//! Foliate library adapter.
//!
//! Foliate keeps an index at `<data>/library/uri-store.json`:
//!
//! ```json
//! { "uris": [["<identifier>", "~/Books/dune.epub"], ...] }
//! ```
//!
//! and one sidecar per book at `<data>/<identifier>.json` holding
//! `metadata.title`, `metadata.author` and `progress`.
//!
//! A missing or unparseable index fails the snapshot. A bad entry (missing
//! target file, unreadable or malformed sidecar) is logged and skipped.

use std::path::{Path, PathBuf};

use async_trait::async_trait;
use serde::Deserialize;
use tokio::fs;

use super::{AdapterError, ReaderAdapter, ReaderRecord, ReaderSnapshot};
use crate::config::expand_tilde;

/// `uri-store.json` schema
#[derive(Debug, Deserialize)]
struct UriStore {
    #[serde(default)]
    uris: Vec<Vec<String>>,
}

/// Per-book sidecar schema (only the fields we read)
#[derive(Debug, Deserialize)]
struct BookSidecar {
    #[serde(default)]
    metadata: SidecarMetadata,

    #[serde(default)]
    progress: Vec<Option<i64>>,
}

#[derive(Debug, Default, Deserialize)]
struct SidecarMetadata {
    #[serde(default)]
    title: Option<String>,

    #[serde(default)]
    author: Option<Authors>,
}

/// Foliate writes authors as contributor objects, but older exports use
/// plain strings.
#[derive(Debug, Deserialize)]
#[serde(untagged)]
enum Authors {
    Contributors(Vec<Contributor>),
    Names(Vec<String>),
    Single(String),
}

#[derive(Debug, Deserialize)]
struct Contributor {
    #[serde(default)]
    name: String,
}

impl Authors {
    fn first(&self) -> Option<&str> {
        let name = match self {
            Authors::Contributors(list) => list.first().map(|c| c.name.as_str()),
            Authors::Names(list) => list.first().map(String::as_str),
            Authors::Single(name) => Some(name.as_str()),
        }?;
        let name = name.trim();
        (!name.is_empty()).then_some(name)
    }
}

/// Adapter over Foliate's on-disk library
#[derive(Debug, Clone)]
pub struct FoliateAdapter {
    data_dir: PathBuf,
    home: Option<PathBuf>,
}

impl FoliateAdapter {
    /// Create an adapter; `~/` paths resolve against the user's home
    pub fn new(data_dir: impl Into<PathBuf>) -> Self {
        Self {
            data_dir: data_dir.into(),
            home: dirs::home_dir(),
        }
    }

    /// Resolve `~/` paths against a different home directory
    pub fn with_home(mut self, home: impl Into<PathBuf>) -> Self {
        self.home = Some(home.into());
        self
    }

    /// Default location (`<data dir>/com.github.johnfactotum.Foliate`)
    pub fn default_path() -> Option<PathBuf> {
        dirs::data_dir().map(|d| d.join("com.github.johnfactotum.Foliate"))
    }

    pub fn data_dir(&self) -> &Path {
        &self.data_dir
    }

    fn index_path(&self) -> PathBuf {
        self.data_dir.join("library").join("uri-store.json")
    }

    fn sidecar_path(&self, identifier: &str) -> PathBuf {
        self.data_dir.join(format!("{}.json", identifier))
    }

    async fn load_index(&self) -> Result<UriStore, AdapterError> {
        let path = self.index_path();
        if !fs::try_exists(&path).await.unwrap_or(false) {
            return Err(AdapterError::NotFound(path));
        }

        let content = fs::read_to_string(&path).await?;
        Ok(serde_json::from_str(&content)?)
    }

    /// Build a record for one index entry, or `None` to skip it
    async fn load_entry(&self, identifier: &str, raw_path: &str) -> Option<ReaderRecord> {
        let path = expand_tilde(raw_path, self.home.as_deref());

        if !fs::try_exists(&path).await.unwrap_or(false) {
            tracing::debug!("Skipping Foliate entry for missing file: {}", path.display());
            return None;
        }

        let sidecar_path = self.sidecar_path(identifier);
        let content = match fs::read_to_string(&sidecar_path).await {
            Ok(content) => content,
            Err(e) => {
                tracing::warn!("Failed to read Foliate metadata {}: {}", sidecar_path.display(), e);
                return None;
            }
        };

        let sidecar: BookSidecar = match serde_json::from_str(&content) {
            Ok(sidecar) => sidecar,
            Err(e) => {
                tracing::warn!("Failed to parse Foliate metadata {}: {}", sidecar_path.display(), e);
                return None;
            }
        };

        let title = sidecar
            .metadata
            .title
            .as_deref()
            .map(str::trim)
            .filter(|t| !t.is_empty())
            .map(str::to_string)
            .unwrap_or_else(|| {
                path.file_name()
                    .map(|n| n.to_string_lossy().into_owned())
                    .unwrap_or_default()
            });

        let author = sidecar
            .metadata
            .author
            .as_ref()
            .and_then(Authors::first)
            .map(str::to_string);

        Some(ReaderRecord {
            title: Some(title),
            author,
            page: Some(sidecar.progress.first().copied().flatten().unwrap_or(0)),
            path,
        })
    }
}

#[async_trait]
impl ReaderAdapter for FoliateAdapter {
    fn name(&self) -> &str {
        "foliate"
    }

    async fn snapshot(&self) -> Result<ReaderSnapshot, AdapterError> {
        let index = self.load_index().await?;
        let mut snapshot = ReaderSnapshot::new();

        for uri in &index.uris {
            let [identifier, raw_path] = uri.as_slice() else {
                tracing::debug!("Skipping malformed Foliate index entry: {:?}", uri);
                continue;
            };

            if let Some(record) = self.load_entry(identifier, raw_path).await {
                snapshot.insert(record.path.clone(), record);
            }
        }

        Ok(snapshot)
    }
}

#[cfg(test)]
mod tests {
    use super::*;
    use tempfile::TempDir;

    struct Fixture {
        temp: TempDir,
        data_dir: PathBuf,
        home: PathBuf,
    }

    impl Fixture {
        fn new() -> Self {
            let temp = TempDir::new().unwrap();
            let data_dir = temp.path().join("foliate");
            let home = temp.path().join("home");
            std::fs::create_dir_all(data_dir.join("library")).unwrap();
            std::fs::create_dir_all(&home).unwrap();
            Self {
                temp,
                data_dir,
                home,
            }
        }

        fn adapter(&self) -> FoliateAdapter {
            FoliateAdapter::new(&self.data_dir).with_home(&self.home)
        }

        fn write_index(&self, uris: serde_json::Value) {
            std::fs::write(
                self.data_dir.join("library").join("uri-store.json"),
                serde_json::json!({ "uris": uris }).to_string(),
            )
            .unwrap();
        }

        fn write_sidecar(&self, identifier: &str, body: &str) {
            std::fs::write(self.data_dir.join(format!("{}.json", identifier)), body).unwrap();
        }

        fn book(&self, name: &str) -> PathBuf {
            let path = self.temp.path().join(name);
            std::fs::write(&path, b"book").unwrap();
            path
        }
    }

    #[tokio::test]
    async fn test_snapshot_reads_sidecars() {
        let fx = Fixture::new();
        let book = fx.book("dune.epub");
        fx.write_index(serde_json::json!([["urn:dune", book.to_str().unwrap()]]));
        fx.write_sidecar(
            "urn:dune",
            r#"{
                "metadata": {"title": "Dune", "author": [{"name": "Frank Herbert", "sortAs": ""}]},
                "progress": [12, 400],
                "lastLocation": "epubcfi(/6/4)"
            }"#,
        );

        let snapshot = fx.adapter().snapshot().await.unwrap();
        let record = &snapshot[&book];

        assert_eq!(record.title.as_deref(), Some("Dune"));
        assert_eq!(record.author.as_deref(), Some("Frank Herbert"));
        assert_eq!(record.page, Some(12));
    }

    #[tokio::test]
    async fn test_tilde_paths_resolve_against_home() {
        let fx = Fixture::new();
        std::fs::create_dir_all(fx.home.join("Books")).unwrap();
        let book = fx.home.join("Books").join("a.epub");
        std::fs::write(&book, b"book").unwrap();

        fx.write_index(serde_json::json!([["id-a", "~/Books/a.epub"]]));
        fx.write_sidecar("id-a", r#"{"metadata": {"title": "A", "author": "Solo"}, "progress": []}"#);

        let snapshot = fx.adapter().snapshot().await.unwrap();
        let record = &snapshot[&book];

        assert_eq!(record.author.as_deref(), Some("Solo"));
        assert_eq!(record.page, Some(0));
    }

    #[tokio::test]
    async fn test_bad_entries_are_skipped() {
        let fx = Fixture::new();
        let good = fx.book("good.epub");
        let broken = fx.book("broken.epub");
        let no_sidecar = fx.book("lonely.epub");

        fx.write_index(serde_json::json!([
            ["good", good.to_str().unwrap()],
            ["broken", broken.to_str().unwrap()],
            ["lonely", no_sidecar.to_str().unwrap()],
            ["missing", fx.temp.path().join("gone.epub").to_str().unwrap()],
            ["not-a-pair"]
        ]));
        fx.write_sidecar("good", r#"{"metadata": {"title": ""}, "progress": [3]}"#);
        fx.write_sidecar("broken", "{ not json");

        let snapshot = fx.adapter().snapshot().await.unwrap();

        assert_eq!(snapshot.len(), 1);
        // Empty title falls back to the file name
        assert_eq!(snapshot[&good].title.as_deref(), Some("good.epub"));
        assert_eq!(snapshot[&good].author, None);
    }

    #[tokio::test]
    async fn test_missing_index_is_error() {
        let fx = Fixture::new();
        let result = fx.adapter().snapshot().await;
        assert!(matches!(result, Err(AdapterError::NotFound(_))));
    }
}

============================================================

### PROBLEM STATEMENT
Every line with "UriStore" in it should be copied from the entries.

### EXERCISE SOLUTION
struct UriStore {
    async fn load_index(&self) -> Result<UriStore, AdapterError> {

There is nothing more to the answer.